Material for this task —
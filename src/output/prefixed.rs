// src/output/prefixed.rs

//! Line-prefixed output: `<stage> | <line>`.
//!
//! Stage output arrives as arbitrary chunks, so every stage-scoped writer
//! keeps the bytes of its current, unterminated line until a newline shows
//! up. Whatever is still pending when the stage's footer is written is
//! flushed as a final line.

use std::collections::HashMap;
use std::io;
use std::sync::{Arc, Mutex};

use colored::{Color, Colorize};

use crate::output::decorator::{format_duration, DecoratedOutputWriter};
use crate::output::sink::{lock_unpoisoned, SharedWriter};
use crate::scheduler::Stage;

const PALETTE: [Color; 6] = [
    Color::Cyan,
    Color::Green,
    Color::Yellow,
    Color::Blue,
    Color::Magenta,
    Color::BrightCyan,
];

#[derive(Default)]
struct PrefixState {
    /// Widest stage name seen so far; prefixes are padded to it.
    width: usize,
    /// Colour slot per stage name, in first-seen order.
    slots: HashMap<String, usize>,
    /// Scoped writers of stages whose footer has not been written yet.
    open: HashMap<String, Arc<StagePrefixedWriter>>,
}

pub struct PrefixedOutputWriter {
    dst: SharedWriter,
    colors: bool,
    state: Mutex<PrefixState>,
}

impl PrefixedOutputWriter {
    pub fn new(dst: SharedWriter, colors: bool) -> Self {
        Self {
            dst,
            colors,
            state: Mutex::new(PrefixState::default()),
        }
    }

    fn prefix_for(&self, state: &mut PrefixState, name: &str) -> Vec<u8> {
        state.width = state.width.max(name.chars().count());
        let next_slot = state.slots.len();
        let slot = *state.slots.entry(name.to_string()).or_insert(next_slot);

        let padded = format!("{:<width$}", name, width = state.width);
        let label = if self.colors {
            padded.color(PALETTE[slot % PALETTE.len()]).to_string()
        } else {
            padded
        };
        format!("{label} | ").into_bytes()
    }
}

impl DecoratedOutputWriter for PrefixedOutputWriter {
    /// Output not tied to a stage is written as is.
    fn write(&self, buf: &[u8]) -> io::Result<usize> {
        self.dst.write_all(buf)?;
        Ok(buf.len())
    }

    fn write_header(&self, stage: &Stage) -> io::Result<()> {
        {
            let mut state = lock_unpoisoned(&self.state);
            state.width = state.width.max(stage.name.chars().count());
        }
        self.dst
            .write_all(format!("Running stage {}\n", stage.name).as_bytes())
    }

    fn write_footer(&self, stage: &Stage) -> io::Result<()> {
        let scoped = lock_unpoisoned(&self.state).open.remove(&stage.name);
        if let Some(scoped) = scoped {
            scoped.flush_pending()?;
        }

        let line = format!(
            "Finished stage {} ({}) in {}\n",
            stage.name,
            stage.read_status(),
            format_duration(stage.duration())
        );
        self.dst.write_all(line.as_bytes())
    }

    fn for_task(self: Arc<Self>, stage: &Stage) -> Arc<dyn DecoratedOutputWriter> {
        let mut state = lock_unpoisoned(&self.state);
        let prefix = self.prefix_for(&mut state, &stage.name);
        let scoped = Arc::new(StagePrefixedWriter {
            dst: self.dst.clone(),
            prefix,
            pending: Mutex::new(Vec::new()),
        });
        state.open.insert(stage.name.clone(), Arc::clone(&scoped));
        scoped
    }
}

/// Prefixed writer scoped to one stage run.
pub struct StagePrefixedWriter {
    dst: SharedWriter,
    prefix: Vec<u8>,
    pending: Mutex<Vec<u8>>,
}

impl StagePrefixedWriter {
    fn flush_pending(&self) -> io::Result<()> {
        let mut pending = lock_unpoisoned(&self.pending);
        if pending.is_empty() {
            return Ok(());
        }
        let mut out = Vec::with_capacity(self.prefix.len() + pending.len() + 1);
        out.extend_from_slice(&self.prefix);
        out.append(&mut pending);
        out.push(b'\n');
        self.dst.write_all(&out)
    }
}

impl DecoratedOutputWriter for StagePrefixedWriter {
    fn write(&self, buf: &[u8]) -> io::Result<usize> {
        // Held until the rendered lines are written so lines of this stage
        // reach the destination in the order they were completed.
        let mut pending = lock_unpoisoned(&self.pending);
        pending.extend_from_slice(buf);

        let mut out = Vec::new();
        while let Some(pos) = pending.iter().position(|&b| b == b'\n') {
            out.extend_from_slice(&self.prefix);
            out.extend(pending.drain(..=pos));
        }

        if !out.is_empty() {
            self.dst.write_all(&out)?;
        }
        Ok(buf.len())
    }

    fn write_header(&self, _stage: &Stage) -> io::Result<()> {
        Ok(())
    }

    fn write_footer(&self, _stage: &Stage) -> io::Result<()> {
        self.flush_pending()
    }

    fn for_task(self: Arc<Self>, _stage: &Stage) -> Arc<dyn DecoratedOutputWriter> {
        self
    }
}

---

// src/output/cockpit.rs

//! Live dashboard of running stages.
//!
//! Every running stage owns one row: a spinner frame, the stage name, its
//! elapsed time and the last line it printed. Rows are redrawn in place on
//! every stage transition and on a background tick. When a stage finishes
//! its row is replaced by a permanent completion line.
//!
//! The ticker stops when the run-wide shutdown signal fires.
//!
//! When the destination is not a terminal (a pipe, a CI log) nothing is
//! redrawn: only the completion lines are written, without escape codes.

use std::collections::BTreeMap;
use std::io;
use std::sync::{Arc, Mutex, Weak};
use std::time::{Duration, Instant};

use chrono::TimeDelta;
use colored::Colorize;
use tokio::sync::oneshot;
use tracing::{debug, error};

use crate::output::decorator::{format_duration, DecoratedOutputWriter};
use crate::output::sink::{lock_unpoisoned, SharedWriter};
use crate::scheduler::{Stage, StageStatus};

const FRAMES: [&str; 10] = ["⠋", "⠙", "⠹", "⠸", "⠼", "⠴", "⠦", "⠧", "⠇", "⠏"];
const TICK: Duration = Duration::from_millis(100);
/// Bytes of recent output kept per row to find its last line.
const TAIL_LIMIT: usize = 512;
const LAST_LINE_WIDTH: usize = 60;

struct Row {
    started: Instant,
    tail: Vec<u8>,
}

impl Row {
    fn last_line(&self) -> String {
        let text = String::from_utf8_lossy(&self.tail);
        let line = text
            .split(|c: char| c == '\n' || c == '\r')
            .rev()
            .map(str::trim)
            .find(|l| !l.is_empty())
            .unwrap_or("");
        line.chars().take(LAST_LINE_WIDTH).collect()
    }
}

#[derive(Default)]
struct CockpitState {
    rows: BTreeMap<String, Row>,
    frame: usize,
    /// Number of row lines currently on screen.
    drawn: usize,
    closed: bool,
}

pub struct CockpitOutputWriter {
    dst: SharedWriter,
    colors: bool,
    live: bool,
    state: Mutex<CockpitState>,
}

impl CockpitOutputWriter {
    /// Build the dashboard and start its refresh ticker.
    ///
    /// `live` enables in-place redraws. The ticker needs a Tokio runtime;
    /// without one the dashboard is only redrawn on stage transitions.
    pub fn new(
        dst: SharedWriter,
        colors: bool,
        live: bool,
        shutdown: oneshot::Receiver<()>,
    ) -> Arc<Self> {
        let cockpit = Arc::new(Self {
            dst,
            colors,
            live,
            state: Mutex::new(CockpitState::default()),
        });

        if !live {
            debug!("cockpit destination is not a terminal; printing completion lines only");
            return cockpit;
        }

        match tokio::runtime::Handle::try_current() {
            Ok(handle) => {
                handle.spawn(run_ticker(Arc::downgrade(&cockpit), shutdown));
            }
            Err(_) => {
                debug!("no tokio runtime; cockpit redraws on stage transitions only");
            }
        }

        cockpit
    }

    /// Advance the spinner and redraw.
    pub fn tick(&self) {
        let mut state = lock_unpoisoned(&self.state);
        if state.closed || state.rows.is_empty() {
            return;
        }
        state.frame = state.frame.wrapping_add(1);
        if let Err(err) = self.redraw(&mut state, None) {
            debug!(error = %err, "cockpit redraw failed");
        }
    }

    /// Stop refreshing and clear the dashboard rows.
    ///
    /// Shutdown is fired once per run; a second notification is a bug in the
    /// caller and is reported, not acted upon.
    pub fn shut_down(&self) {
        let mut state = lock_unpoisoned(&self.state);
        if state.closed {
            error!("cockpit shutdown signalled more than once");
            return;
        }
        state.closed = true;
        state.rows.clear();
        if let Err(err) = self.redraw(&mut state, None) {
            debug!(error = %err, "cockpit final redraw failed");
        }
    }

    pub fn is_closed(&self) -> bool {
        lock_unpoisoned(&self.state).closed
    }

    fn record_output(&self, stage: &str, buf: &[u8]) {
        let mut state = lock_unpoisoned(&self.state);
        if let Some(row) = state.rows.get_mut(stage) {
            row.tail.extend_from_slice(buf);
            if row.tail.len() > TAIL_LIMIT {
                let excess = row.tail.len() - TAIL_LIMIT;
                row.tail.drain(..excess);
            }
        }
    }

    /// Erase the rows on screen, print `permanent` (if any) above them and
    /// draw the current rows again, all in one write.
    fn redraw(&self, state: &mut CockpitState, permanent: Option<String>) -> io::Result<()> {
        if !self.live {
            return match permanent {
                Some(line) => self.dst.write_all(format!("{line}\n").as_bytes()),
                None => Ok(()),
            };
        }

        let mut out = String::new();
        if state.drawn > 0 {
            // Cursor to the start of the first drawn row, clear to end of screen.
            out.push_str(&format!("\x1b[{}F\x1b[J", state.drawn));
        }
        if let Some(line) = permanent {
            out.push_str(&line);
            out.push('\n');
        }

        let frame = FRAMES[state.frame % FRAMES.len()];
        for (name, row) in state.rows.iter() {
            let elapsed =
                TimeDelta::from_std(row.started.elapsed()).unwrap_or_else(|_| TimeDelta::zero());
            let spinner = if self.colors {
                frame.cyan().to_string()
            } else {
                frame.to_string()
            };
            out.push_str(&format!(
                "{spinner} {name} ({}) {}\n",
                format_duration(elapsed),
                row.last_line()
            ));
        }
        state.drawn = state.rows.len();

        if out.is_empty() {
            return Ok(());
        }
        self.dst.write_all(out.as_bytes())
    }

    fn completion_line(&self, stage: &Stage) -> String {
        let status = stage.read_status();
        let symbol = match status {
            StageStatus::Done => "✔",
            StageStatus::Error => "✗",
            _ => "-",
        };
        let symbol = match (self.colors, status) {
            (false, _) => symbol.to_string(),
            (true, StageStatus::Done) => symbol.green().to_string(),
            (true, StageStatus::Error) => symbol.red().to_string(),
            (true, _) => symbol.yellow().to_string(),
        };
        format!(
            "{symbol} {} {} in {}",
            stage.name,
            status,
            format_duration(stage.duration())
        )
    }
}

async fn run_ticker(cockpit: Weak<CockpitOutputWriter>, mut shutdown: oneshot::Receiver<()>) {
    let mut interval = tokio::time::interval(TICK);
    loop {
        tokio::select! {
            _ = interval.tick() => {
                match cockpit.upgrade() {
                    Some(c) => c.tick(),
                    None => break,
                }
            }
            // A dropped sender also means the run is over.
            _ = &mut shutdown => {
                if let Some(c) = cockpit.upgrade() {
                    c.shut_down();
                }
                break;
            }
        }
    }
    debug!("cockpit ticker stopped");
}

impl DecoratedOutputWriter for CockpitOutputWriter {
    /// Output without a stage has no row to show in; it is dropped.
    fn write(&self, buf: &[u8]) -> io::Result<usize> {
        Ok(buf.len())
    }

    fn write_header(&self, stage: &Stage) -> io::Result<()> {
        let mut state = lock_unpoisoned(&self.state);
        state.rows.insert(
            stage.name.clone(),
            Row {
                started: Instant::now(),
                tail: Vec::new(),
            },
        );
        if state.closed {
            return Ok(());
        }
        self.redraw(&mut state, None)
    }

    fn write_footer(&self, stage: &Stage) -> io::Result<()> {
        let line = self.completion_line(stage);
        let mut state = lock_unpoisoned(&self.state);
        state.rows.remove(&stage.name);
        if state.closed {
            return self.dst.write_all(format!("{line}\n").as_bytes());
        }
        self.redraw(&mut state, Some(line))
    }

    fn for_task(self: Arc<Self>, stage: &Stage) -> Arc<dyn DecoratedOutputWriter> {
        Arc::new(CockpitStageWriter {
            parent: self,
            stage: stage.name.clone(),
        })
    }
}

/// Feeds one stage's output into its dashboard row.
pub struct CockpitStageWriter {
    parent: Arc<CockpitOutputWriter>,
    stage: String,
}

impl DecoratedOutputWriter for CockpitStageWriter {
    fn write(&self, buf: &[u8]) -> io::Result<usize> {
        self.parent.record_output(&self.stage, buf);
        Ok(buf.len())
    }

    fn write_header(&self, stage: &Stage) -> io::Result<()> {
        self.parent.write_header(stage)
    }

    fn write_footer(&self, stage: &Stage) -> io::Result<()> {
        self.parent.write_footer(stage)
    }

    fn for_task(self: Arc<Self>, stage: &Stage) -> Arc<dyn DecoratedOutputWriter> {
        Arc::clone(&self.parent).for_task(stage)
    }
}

What the task asks — Every line above with the string "PrefixState" in it should be copied into the answer.

Output of the exercise —
struct PrefixState {
    state: Mutex<PrefixState>,
            state: Mutex::new(PrefixState::default()),
    fn prefix_for(&self, state: &mut PrefixState, name: &str) -> Vec<u8> {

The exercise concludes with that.